The big economic story this side of the pond for the past few days has been the successful hostile takeover of the iconic British chocolate and confectionary makers, Cadbury by the US based Kraft. The takeover deal – signed off on by Cadbury shareholders, but to the near total opprobrium of everyone else from Government to Cadbury workers and the chocolate eating public, has once again put Britain’s almost unique ‘takeover’ culture under the spotlight.

The Kraft bid was initially resisted by Cadbury, but in the end the leveraged £12 billion bid – financed by £7 billion of debt – forced that change of mind amongst Cadbury Board members who recommended it to shareholders.  Hostile takeover bids are not uncommon in the UK, and many famous British brand names have ended up being owned by foreign companies. Shareholders are not bound to take into account longer term issues of ownership and investment, jobs and production, but they are bound to take the highest bid. There is an ignominy of sorts to this, but when newly foreign owned, former British companies such as the eponymous “HP Sauce”, with the House of Parliament featured on the bottle, shift their production overseas, impotent fury replaces  ignominy and embarassment.

Cadbury was founded in 1824 by John Cadbury in the English Midlands. The Cadbury family were earnest Quakers, and part of their motivation in selling beverages such as cocoa and hot chocolate was to try and wean the working class off alcohol. They built a model factory and a model village and named it “Bourneville”, which to this day – but for how much longer – produced dark “Bourneville Chocolate”.  

The Cadburys must be turning in their graves.

Despite all of the hot air from British Ministers that “jobs and investment must be secured”, there is not a jot they can do to stop Kraft or any other foreign owner doing as it pleases. As from yesterday, the decisions about jobs and investment are not made in Britain, but in Illinois. Already there is talk of some 30,000 jobs being at risk.  The real winners of the Cadbury buy-out are the hedge funds, the plethora of City of London banks, lawyers  and consultants who shared $390 million between them , the shareholders, and of course the bosses of Kraft.  The irony of course being that not only is Kraft smaller than Cadbury, it is not as successful in marketing and selling its confectionary. With Cadbury under its belt, Kraft is now banking on an 11% increase in sales.

Neither the US or any other major European economy would allow asset stripping on the scale, or the sell off of companies deemed vital to the “national interest”. But here in Britain, Cadbury just joins another long line of companies and industries taken over, slimmed down and ultimately in some case, simply subsumed by the new parent.  This partly explains the shrivelled condition of British manufacturing, now down to a paltry 11% of GDP, the power of the financial sector and the relative long term failure of the British economy. For how can Britain export its way out of recession, if it has little to export? How can there be renewed growth in good manufacturing jobs, if they can just as easily be exported overseas?

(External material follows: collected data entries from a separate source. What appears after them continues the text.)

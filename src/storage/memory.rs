//! In-memory repositories.

use std::collections::{BTreeMap, HashMap};
use std::sync::Arc;

use async_trait::async_trait;
use parking_lot::Mutex;

use crate::error::{EngineError, EngineResult};
use crate::models::TenantPlan;

use super::{PlanStore, Record, Repository};

/// A [`Repository`] backed by a shared ordered map.
///
/// Clones share the same storage, so a test can keep a handle while the
/// pipeline writes through another.
///
/// # Example
///
/// ```
/// use contribution_engine::storage::InMemoryRepository;
/// use contribution_engine::models::Participant;
///
/// let repo: InMemoryRepository<Participant> = InMemoryRepository::new();
/// let handle = repo.clone();
/// assert!(handle.is_empty());
/// ```
#[derive(Debug)]
pub struct InMemoryRepository<R: Record> {
    records: Arc<Mutex<BTreeMap<(String, String), R>>>,
}

impl<R: Record> Clone for InMemoryRepository<R> {
    fn clone(&self) -> Self {
        Self {
            records: Arc::clone(&self.records),
        }
    }
}

impl<R: Record> Default for InMemoryRepository<R> {
    fn default() -> Self {
        Self::new()
    }
}

impl<R: Record> InMemoryRepository<R> {
    /// Creates an empty repository.
    pub fn new() -> Self {
        Self {
            records: Arc::new(Mutex::new(BTreeMap::new())),
        }
    }

    /// Creates a repository seeded with `records`.
    pub fn with_records(records: impl IntoIterator<Item = R>) -> Self {
        let repo = Self::new();
        repo.insert_all(records);
        repo
    }

    /// Inserts records directly, bypassing the async API.
    pub fn insert_all(&self, records: impl IntoIterator<Item = R>) {
        let mut map = self.records.lock();
        for record in records {
            map.insert((record.tenant_id().to_string(), record.key()), record);
        }
    }

    /// Every record of `tenant_id` in key order.
    pub fn all(&self, tenant_id: &str) -> Vec<R> {
        self.records
            .lock()
            .iter()
            .filter(|((tenant, _), _)| tenant == tenant_id)
            .map(|(_, record)| record.clone())
            .collect()
    }

    /// Looks up one record.
    pub fn get(&self, tenant_id: &str, key: &str) -> Option<R> {
        self.records
            .lock()
            .get(&(tenant_id.to_string(), key.to_string()))
            .cloned()
    }

    /// Total number of records across tenants.
    pub fn len(&self) -> usize {
        self.records.lock().len()
    }

    /// True if no records are stored.
    pub fn is_empty(&self) -> bool {
        self.records.lock().is_empty()
    }
}

#[async_trait]
impl<R: Record> Repository<R> for InMemoryRepository<R> {
    async fn page(&self, tenant_id: &str, offset: usize, limit: usize) -> EngineResult<Vec<R>> {
        Ok(self
            .records
            .lock()
            .iter()
            .filter(|((tenant, _), _)| tenant == tenant_id)
            .skip(offset)
            .take(limit)
            .map(|(_, record)| record.clone())
            .collect())
    }

    async fn find_by_keys(&self, tenant_id: &str, keys: &[String]) -> EngineResult<Vec<R>> {
        let map = self.records.lock();
        Ok(keys
            .iter()
            .filter_map(|key| map.get(&(tenant_id.to_string(), key.clone())).cloned())
            .collect())
    }

    async fn save_all(&self, records: &[R]) -> EngineResult<()> {
        self.insert_all(records.iter().cloned());
        Ok(())
    }

    async fn delete_by_tenant(&self, tenant_id: &str) -> EngineResult<usize> {
        let mut map = self.records.lock();
        let before = map.len();
        map.retain(|(tenant, _), _| tenant != tenant_id);
        Ok(before - map.len())
    }
}

/// A [`PlanStore`] holding plans in a map keyed by tenant.
#[derive(Debug, Clone, Default)]
pub struct InMemoryPlanStore {
    plans: Arc<Mutex<HashMap<String, TenantPlan>>>,
}

impl InMemoryPlanStore {
    /// Creates an empty store.
    pub fn new() -> Self {
        Self::default()
    }

    /// Adds or replaces the plan of its tenant.
    pub fn insert(&self, plan: TenantPlan) {
        self.plans.lock().insert(plan.tenant_id.clone(), plan);
    }
}

#[async_trait]
impl PlanStore for InMemoryPlanStore {
    async fn plan_for_tenant(&self, tenant_id: &str) -> EngineResult<TenantPlan> {
        self.plans
            .lock()
            .get(tenant_id)
            .cloned()
            .ok_or_else(|| EngineError::DataNotFound {
                message: format!("no plan configured for tenant {tenant_id}"),
            })
    }
}
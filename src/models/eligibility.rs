//! Eligibility stage output.

use chrono::NaiveDate;
use serde::{Deserialize, Serialize};

use crate::models::period::{PayrollPeriod, add_months};
use crate::storage::Record;

/// Outcome of an eligibility evaluation.
#[derive(Debug, Clone, Copy, PartialEq, Eq, Hash, Serialize, Deserialize)]
#[serde(rename_all = "SCREAMING_SNAKE_CASE")]
pub enum EligibilityStatus {
    /// The participant meets every plan requirement.
    Eligible,
    /// At least one requirement is unmet.
    NotEligible,
}

/// The persisted eligibility decision for one participant and period.
#[derive(Debug, Clone, PartialEq, Serialize, Deserialize)]
pub struct EligibilityRecord {
    /// Owning tenant.
    pub tenant_id: String,
    /// Participant id.
    pub employee_id: String,
    /// Period the decision was made for.
    pub period: PayrollPeriod,
    /// Whether the participant is eligible.
    pub eligible: bool,
    /// Status mirror of `eligible`.
    pub status: EligibilityStatus,
    /// Date eligibility took effect, when eligible.
    pub eligibility_date: Option<NaiveDate>,
    /// Rule-supplied explanation.
    pub reason: String,
    /// Age used in the evaluation.
    pub age: u32,
    /// Months of service used in the evaluation.
    pub months_of_service: u32,
    /// Date of this check.
    pub last_check_date: NaiveDate,
    /// When eligibility should be re-evaluated.
    pub next_check_date: NaiveDate,
}

impl EligibilityRecord {
    /// Builds a record, deriving status and the next check date.
    ///
    /// Eligible participants are re-checked after 6 months. Otherwise the
    /// reason decides: an age shortfall waits a year, a service shortfall
    /// 3 months, anything else a month.
    #[allow(clippy::too_many_arguments)]
    pub fn new(
        tenant_id: impl Into<String>,
        employee_id: impl Into<String>,
        period: PayrollPeriod,
        eligible: bool,
        eligibility_date: Option<NaiveDate>,
        reason: impl Into<String>,
        age: u32,
        months_of_service: u32,
        checked_on: NaiveDate,
    ) -> Self {
        let reason = reason.into();
        let next_check_date = next_check_date(eligible, &reason, checked_on);
        Self {
            tenant_id: tenant_id.into(),
            employee_id: employee_id.into(),
            period,
            eligible,
            status: if eligible {
                EligibilityStatus::Eligible
            } else {
                EligibilityStatus::NotEligible
            },
            eligibility_date,
            reason,
            age,
            months_of_service,
            last_check_date: checked_on,
            next_check_date,
        }
    }
}

fn next_check_date(eligible: bool, reason: &str, checked_on: NaiveDate) -> NaiveDate {
    if eligible {
        return add_months(checked_on, 6);
    }
    let reason = reason.to_lowercase();
    if reason.contains("age") {
        add_months(checked_on, 12)
    } else if reason.contains("service") {
        add_months(checked_on, 3)
    } else {
        add_months(checked_on, 1)
    }
}

impl Record for EligibilityRecord {
    fn key(&self) -> String {
        format!("{}:{}", self.employee_id, self.period.key())
    }

    fn tenant_id(&self) -> &str {
        &self.tenant_id
    }
}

And what – after the biggest financial crisis since the Great Depression – has actually changed in the City of London, now bailed out and partially owned by the British taxpayer? Has short-termism been replaced with a longer term view of economic success and growth, based on investment? Has it hell! It’s business as usual, although soon we will run out of assets to flog off.

The hostile takeover of Cadbury has infuriated the average Brit, not because Kraft is an American company, but because people feel utterly powerless to stop the ongoing haemorrhage of jobs and industry. Everyone knew what Britain used to make when it was the “Workshop of the World”, but few have any idea what Britain makes now, because, well, largely we don’t anymore.